Prompt: Where does the word "with" appear in the data? Copy every line that holds it.

======

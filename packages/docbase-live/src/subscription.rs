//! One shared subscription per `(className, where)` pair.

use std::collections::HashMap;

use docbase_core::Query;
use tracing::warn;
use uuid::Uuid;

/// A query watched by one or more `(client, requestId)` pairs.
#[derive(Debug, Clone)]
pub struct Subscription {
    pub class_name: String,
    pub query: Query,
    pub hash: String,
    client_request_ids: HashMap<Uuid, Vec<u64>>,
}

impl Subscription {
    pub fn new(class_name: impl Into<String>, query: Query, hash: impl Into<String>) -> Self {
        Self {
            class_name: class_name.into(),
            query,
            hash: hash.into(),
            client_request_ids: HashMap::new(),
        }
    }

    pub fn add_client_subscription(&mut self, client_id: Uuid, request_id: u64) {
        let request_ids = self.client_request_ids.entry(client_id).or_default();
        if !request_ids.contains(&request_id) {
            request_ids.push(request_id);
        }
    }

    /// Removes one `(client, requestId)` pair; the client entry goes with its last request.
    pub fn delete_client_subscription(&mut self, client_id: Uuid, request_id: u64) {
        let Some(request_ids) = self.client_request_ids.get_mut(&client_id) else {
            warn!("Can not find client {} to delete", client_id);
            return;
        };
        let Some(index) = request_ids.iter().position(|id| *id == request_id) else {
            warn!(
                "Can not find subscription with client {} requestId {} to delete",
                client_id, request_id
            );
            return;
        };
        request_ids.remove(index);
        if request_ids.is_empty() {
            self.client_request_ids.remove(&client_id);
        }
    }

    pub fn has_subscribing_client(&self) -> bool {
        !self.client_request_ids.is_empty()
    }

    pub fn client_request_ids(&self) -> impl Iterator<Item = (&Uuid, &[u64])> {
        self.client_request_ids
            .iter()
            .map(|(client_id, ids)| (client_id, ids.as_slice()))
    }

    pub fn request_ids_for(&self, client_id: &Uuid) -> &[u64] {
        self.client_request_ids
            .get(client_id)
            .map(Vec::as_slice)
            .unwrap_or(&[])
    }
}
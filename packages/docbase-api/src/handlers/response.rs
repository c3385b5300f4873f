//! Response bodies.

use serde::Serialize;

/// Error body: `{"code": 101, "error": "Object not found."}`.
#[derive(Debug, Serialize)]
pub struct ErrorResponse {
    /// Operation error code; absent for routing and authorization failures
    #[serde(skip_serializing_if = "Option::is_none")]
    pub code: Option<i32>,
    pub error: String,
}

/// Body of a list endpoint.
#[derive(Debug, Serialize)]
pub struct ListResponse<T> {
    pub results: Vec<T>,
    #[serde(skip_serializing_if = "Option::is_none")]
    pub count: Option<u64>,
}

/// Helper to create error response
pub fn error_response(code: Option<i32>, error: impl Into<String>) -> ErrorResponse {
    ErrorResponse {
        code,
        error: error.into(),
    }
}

======

Finished exercise:
    /// Removes one `(client, requestId)` pair; the client entry goes with its last request.
                "Can not find subscription with client {} requestId {} to delete",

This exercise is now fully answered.